State contract claims were dismissed without prejudice for state court refiling. A Penn spokesperson declined comment, but the ruling aligned with the university’s defense: Sanctions addressed conduct, not speech. Above the Law dubbed it a “shimmering ball of disaster,” arguing minor penalties fit unprofessionalism.
The Third Circuit Gambit: Appeal Notice and Strategy Tease
Wax’s September 26, 2025, notice of appeal—filed pro se but likely backed by counsel—targets Savage’s dismissal, with briefing to follow. Her team eyes reversal on pleading standards, arguing the judge misread her “reverse racism” claims as unprotected. Success could reinstate the suit, forcing Penn to defend policies and awarding damages; failure pushes state claims.

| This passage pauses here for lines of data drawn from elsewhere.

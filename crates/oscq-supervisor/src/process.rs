//! Handle to the supervised parent process

use crate::error::{Result, SupervisorError};
use std::io;
use std::time::Duration;
use tokio_util::sync::CancellationToken;

/// Longest single blocking wait before the cancellation token is checked again
const POLL_SLICE: Duration = Duration::from_millis(100);

/// Result of waiting on the parent process
#[derive(Debug)]
pub enum WaitOutcome {
    /// The process is gone
    Exited,
    /// The wait was abandoned through the cancellation token
    Cancelled,
    /// The platform wait failed; the process state is unknown
    Failed(io::Error),
}

/// An OS handle to the process that launched the sidecar.
pub struct ParentProcess {
    pid: u32,
    handle: sys::Handle,
}

impl std::fmt::Debug for ParentProcess {
    fn fmt(&self, f: &mut std::fmt::Formatter<'_>) -> std::fmt::Result {
        f.debug_struct("ParentProcess").field("pid", &self.pid).finish()
    }
}

impl ParentProcess {
    /// Obtains a handle to `pid`.
    ///
    /// # Errors
    ///
    /// [`SupervisorError::NotRunning`] if no such process exists right now,
    /// [`SupervisorError::InvalidPid`] for pids that cannot name a process.
    pub fn attach(pid: u32) -> Result<Self> {
        if pid == 0 {
            return Err(SupervisorError::InvalidPid { pid });
        }

        let handle = sys::open(pid)?;
        Ok(Self { pid, handle })
    }

    pub fn pid(&self) -> u32 {
        self.pid
    }

    /// Checks whether the process is still running
    pub fn is_alive(&self) -> bool {
        matches!(sys::wait_slice(&self.handle, self.pid, Duration::ZERO), Ok(false))
    }

    /// Blocks until the process exits, the wait fails, or `cancel` fires.
    ///
    /// Cancellation is observed within one poll slice.
    pub fn wait_for_exit(&self, cancel: &CancellationToken) -> WaitOutcome {
        loop {
            if cancel.is_cancelled() {
                return WaitOutcome::Cancelled;
            }

            match sys::wait_slice(&self.handle, self.pid, POLL_SLICE) {
                Ok(true) => return WaitOutcome::Exited,
                Ok(false) => continue,
                Err(e) => return WaitOutcome::Failed(e),
            }
        }
    }
}

#[cfg(unix)]
mod sys {
    use crate::error::{Result, SupervisorError};
    use std::io;
    use std::time::Duration;

    #[cfg(target_os = "linux")]
    use std::os::fd::{AsRawFd, FromRawFd, OwnedFd};

    pub enum Handle {
        /// Pollable process file descriptor
        #[cfg(target_os = "linux")]
        PidFd(OwnedFd),
        /// No process handle available; liveness is probed with signal 0
        Probe,
    }

    pub fn open(pid: u32) -> Result<Handle> {
        let raw = libc::pid_t::try_from(pid).map_err(|_| SupervisorError::InvalidPid { pid })?;

        #[cfg(target_os = "linux")]
        {
            // SAFETY: pidfd_open takes a pid and flags and returns a new fd or -1.
            let fd = unsafe { libc::syscall(libc::SYS_pidfd_open, raw, 0) };
            if fd >= 0 {
                // SAFETY: the descriptor was just created and is owned by nobody else.
                let fd = unsafe { OwnedFd::from_raw_fd(fd as libc::c_int) };
                return Ok(Handle::PidFd(fd));
            }

            let err = io::Error::last_os_error();
            match err.raw_os_error() {
                Some(libc::ESRCH) => return Err(SupervisorError::NotRunning { pid }),
                // Kernels before 5.3 lack pidfd_open; seccomp filters may reject it.
                Some(libc::ENOSYS) | Some(libc::EPERM) => {
                    tracing::debug!(pid, "pidfd_open unavailable, probing with signals");
                }
                _ => return Err(err.into()),
            }
        }

        if probe(raw)? {
            Ok(Handle::Probe)
        } else {
            Err(SupervisorError::NotRunning { pid })
        }
    }

    /// Waits up to `slice` for the process to exit. Returns true once it has.
    pub fn wait_slice(handle: &Handle, pid: u32, slice: Duration) -> io::Result<bool> {
        match handle {
            #[cfg(target_os = "linux")]
            Handle::PidFd(fd) => {
                let mut pollfd = libc::pollfd {
                    fd: fd.as_raw_fd(),
                    events: libc::POLLIN,
                    revents: 0,
                };
                let timeout = libc::c_int::try_from(slice.as_millis()).unwrap_or(libc::c_int::MAX);

                // SAFETY: pollfd points to one valid, initialised entry.
                let ready = unsafe { libc::poll(&mut pollfd, 1, timeout) };
                if ready > 0 {
                    return Ok(true);
                }
                if ready == 0 {
                    return Ok(false);
                }

                let err = io::Error::last_os_error();
                if err.kind() == io::ErrorKind::Interrupted {
                    Ok(false)
                } else {
                    Err(err)
                }
            }
            Handle::Probe => {
                let raw = pid as libc::pid_t;
                if !probe(raw)? {
                    return Ok(true);
                }
                if !slice.is_zero() {
                    std::thread::sleep(slice);
                }
                Ok(false)
            }
        }
    }

    /// Signal 0 performs the permission and existence checks without
    /// delivering anything.
    fn probe(pid: libc::pid_t) -> io::Result<bool> {
        // SAFETY: kill with signal 0 has no side effects.
        if unsafe { libc::kill(pid, 0) } == 0 {
            return Ok(true);
        }

        let err = io::Error::last_os_error();
        match err.raw_os_error() {
            Some(libc::EPERM) => Ok(true),
            Some(libc::ESRCH) => Ok(false),
            _ => Err(err),
        }
    }
}

#[cfg(windows)]
mod sys {
    use crate::error::{Result, SupervisorError};
    use std::io;
    use std::time::Duration;
    use windows_sys::Win32::Foundation::{
        CloseHandle, ERROR_INVALID_PARAMETER, HANDLE, WAIT_FAILED, WAIT_OBJECT_0, WAIT_TIMEOUT,
    };
    use windows_sys::Win32::System::Threading::{
        OpenProcess, WaitForSingleObject, PROCESS_SYNCHRONIZE,
    };

    /// Process handle opened with SYNCHRONIZE access. Holding it pins the
    /// process object, so a reused pid can never be mistaken for the parent.
    pub struct Handle(HANDLE);

    // SAFETY: a process handle is a reference to a kernel object and may be
    // waited on from any thread.
    unsafe impl Send for Handle {}
    unsafe impl Sync for Handle {}

    impl Drop for Handle {
        fn drop(&mut self) {
            // SAFETY: the handle came from OpenProcess and is closed only here.
            unsafe { CloseHandle(self.0) };
        }
    }

    pub fn open(pid: u32) -> Result<Handle> {
        // SAFETY: OpenProcess has no preconditions and returns null on failure.
        let raw = unsafe { OpenProcess(PROCESS_SYNCHRONIZE, 0, pid) };
        if raw.is_null() {
            let err = io::Error::last_os_error();
            return match err.raw_os_error() {
                Some(code) if code as u32 == ERROR_INVALID_PARAMETER => {
                    Err(SupervisorError::NotRunning { pid })
                }
                _ => Err(err.into()),
            };
        }

        // An exited process stays openable while anyone holds a handle to it.
        let handle = Handle(raw);
        if wait_slice(&handle, pid, Duration::ZERO)? {
            return Err(SupervisorError::NotRunning { pid });
        }
        Ok(handle)
    }

    /// Waits up to `slice` for the process to exit. Returns true once it has.
    pub fn wait_slice(handle: &Handle, _pid: u32, slice: Duration) -> io::Result<bool> {
        // u32::MAX means INFINITE
        let millis = u32::try_from(slice.as_millis()).unwrap_or(u32::MAX - 1);

        // SAFETY: the handle stays open for as long as `handle` lives.
        match unsafe { WaitForSingleObject(handle.0, millis) } {
            WAIT_OBJECT_0 => Ok(true),
            WAIT_TIMEOUT => Ok(false),
            WAIT_FAILED => Err(io::Error::last_os_error()),
            other => Err(io::Error::other(format!("unexpected wait result {other:#x}"))),
        }
    }
}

Legal watchers predict a slog: Third Circuit precedents favor universities on speech, but Wax’s camp leverages 2025’s conservative judicial tilt.
Wax’s Legal Arsenal: From Skadden to Solo?
While the notice lists Wax solo, insiders whisper involvement from white-collar defenders like Skadden’s Patrick Fitzgerald—her ex-colleague from SDNY days. No formal entry yet, but expect heavyweights.
Firestorm Reactions: Ideological Fault Lines Exposed
The appeal has polarized discourse. Conservative bastions like Legal Insurrection cheered: “UPenn Law Prof. Amy Wax… will appeal her discrimination case to the Third Circuit. Good,” garnering 56 likes on X. FIRE, her longtime backer, warned of eroding academic freedom at Penn.
Critics pounced: University of Chicago’s Brian Leiter dismissed it outright; Above the Law mocked the “minor sanctions.” On X, #AmyWaxAppeal trends with barbs—”Reverse racism myth busted again”—versus defenses: “Penn’s DEI witch hunt exposed.” Reuters notes the suit’s rarity in tenure challenges.
A Rutgers poll hints at broader campus chill: 62% of faculty self-censor on race post-2024 DEI mandates.
Echoes Across America: Academia’s Reckoning
For U.S. readers, the Amy Wax discrimination appeal transcends Penn—it’s a proxy for culture wars roiling higher ed. With Ivy scandals fueling enrollment drops (down 5% at elites in 2025), this tests free speech limits amid DEI scrutiny, swaying donations in red-leaning donor states.
Economically, tenure fragility worries mid-career profs nationwide; politically, it arms conservative pushes for federal bias probes. Technologically, it spotlights AI speech monitors, raising privacy alarms. Lifestyle? Parents vet ideological climates for $80K tuitions, while pros dodge workplace parallels.
Road to Revival: High Stakes, Uncertain Odds
Wax’s Third Circuit appeal could hit en banc review by mid-2026, with trial looming if revived. Experts like Duane Morris’ Maria Gonzalez peg odds at 30% but hail it as a “win for retail academics.” Penn braces for discovery’s glare on faculty biases.
As the Penn Law discrimination lawsuit grinds on, the Amy Wax discrimination appeal and Third Circuit appeal drama signal academia’s deepening divides. In this racial discrimination claims crucible, Wax’s revival quest could redefine protections—or reinforce the status quo.